Please count the lines of the data that contain "ProviderConfig" and state only the total.
[Supplied material]
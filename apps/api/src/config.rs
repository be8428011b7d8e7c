use std::fmt;

use anyhow::{Context, Result};

/// The external job sources this service knows how to talk to.
#[derive(Debug, Clone, Copy, PartialEq, Eq)]
pub enum ProviderKind {
    /// SerpApi Google Jobs (search-engine aggregator).
    GoogleJobs,
    /// LinkedIn job feed via RapidAPI (professional network).
    LinkedIn,
    /// JSearch via RapidAPI (multi-board aggregator).
    JSearch,
}

impl ProviderKind {
    pub const ALL: [ProviderKind; 3] = [
        ProviderKind::GoogleJobs,
        ProviderKind::LinkedIn,
        ProviderKind::JSearch,
    ];

    pub fn name(&self) -> &'static str {
        match self {
            ProviderKind::GoogleJobs => "google_jobs",
            ProviderKind::LinkedIn => "linkedin",
            ProviderKind::JSearch => "jsearch",
        }
    }

    fn env_prefix(&self) -> &'static str {
        match self {
            ProviderKind::GoogleJobs => "GOOGLE_JOBS",
            ProviderKind::LinkedIn => "LINKEDIN",
            ProviderKind::JSearch => "JSEARCH",
        }
    }

    fn default_endpoint(&self) -> &'static str {
        match self {
            ProviderKind::GoogleJobs => "https://serpapi.com/search.json",
            ProviderKind::LinkedIn => "https://linkedin-job-search-api.p.rapidapi.com/active-jb-7d",
            ProviderKind::JSearch => "https://jsearch.p.rapidapi.com/search",
        }
    }

    fn default_priority(&self) -> u32 {
        match self {
            ProviderKind::GoogleJobs => 1,
            ProviderKind::LinkedIn => 2,
            ProviderKind::JSearch => 3,
        }
    }

    fn default_monthly_quota(&self) -> u32 {
        match self {
            ProviderKind::GoogleJobs => 100,
            ProviderKind::LinkedIn => 250,
            ProviderKind::JSearch => 200,
        }
    }
}

/// Static configuration for one provider. Immutable after load.
#[derive(Clone)]
pub struct ProviderConfig {
    pub name: String,
    pub kind: ProviderKind,
    /// Lower is tried first.
    pub priority: u32,
    pub endpoint: String,
    pub monthly_quota: u32,
    pub api_key: String,
}

impl fmt::Debug for ProviderConfig {
    fn fmt(&self, f: &mut fmt::Formatter<'_>) -> fmt::Result {
        f.debug_struct("ProviderConfig")
            .field("name", &self.name)
            .field("kind", &self.kind)
            .field("priority", &self.priority)
            .field("endpoint", &self.endpoint)
            .field("monthly_quota", &self.monthly_quota)
            .field("api_key", &"<redacted>")
            .finish()
    }
}

/// Application configuration loaded from environment variables.
#[derive(Debug, Clone)]
pub struct Config {
    pub database_url: Option<String>,
    pub redis_url: Option<String>,
    pub port: u16,
    pub rust_log: String,
    pub provider_timeout_secs: u64,
    pub cache_max_entries: usize,
    pub scheduler_delay_secs: u64,
    pub job_retention_days: i64,
    pub match_pool_size: usize,
    /// Enabled providers, sorted by ascending priority.
    pub providers: Vec<ProviderConfig>,
}

impl Config {
    pub fn from_env() -> Result<Self> {
        dotenvy::dotenv().ok(); // load .env if present; ignore if missing

        Ok(Config {
            database_url: optional_env("DATABASE_URL"),
            redis_url: optional_env("REDIS_URL"),
            port: parse_env("PORT", 8080)?,
            rust_log: std::env::var("RUST_LOG").unwrap_or_else(|_| "info".to_string()),
            provider_timeout_secs: parse_env("PROVIDER_TIMEOUT_SECS", 10)?,
            cache_max_entries: parse_env("CACHE_MAX_ENTRIES", 256)?,
            scheduler_delay_secs: parse_env("SCHEDULER_DELAY_SECS", 3)?,
            job_retention_days: parse_env("JOB_RETENTION_DAYS", 30)?,
            match_pool_size: parse_env("MATCH_POOL_SIZE", 500)?,
            providers: load_providers()?,
        })
    }
}

/// Reads every known provider; a provider without an API key is disabled.
fn load_providers() -> Result<Vec<ProviderConfig>> {
    let mut providers = Vec::new();
    for kind in ProviderKind::ALL {
        let prefix = kind.env_prefix();
        let Some(api_key) = optional_env(&format!("{prefix}_API_KEY")) else {
            continue;
        };
        providers.push(ProviderConfig {
            name: kind.name().to_string(),
            kind,
            priority: parse_env(&format!("{prefix}_PRIORITY"), kind.default_priority())?,
            endpoint: optional_env(&format!("{prefix}_ENDPOINT"))
                .unwrap_or_else(|| kind.default_endpoint().to_string()),
            monthly_quota: parse_env(
                &format!("{prefix}_MONTHLY_QUOTA"),
                kind.default_monthly_quota(),
            )?,
            api_key,
        });
    }
    providers.sort_by_key(|p| p.priority);
    Ok(providers)
}

fn optional_env(key: &str) -> Option<String> {
    std::env::var(key).ok().filter(|v| !v.trim().is_empty())
}

fn parse_env<T>(key: &str, default: T) -> Result<T>
where
    T: std::str::FromStr,
    T::Err: std::error::Error + Send + Sync + 'static,
{
    match optional_env(key) {
        Some(raw) => raw
            .trim()
            .parse::<T>()
            .with_context(|| format!("Environment variable '{key}' has an invalid value '{raw}'")),
        None => Ok(default),
    }
}

#[cfg(test)]
mod tests {
    use super::*;

    #[test]
    fn test_provider_config_debug_redacts_key() {
        let config = ProviderConfig {
            name: "jsearch".to_string(),
            kind: ProviderKind::JSearch,
            priority: 3,
            endpoint: "https://example.test".to_string(),
            monthly_quota: 200,
            api_key: "super-secret".to_string(),
        };
        let rendered = format!("{config:?}");
        assert!(!rendered.contains("super-secret"));
        assert!(rendered.contains("<redacted>"));
    }

    #[test]
    fn test_parse_env_uses_default_when_unset() {
        let value: u64 = parse_env("JOBPULSE_TEST_UNSET_VARIABLE", 42).unwrap();
        assert_eq!(value, 42);
    }

    #[test]
    fn test_default_priorities_are_distinct() {
        let mut priorities: Vec<u32> = ProviderKind::ALL
            .iter()
            .map(|k| k.default_priority())
            .collect();
        priorities.dedup();
        assert_eq!(priorities.len(), 3);
    }
}
//! Outbound operations of the aggregation engine: search, match and budget
//! introspection. Provider failures are absorbed below this layer; only
//! invalid candidate input and storage failures reach callers.

use std::collections::{BTreeMap, HashMap};
use std::sync::Arc;

use tracing::{info, warn};

use crate::budget::BudgetStatus;
use crate::clock::Clock;
use crate::errors::AppError;
use crate::matching::{match_jobs, CandidateProfile, MatchResult};
use crate::models::job::CanonicalJob;
use crate::scraper::fallback_data::fallback_jobs;
use crate::scraper::{FallbackScraper, SearchOutcome};
use crate::store::JobStore;

pub struct JobEngine {
    scraper: Arc<FallbackScraper>,
    store: Arc<dyn JobStore>,
    clock: Arc<dyn Clock>,
    match_pool_size: usize,
}

impl JobEngine {
    pub fn new(
        scraper: Arc<FallbackScraper>,
        store: Arc<dyn JobStore>,
        clock: Arc<dyn Clock>,
        match_pool_size: usize,
    ) -> Self {
        Self {
            scraper,
            store,
            clock,
            match_pool_size,
        }
    }

    /// Fresh listings for a query. Live results are upserted into the store;
    /// a failed upsert is logged and does not affect the returned jobs.
    pub async fn search_jobs(&self, query: &str, location: &str, count: usize) -> SearchOutcome {
        let outcome = self.scraper.search(query, location, count).await;
        if outcome.is_live() {
            for job in &outcome.jobs {
                if let Err(e) = self.store.upsert(job).await {
                    warn!("Could not store {}: {e}", job.job_id);
                }
            }
        }
        outcome
    }

    pub async fn get_job(&self, job_id: &str) -> Result<CanonicalJob, AppError> {
        self.store
            .get(job_id)
            .await?
            .ok_or_else(|| AppError::NotFound(format!("Job '{job_id}' not found")))
    }

    /// Ranks a bounded pool of recent stored jobs for the candidate. With an
    /// empty store the static fallback dataset is scored instead.
    pub async fn match_candidate(
        &self,
        profile: &CandidateProfile,
        min_score: u8,
        limit: usize,
    ) -> Result<Vec<MatchResult>, AppError> {
        let validated = profile.validate()?;

        let mut pool = self.store.recent(self.match_pool_size).await?;
        if pool.is_empty() {
            info!("Job store is empty, matching against the fallback dataset");
            pool = fallback_jobs(self.clock.now());
        }

        let mut results = match_jobs(&validated, &pool, min_score, &self.priorities());
        results.truncate(limit);
        Ok(results)
    }

    pub async fn budget_status(&self) -> Result<BTreeMap<String, BudgetStatus>, AppError> {
        let configs = self.scraper.provider_configs();
        Ok(self.scraper.governor().status(&configs).await?)
    }

    pub async fn stored_job_count(&self) -> Result<u64, AppError> {
        Ok(self.store.count().await?)
    }

    fn priorities(&self) -> HashMap<String, u32> {
        self.scraper
            .provider_configs()
            .into_iter()
            .map(|c| (c.name, c.priority))
            .collect()
    }
}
[/Supplied material]
Response area: 7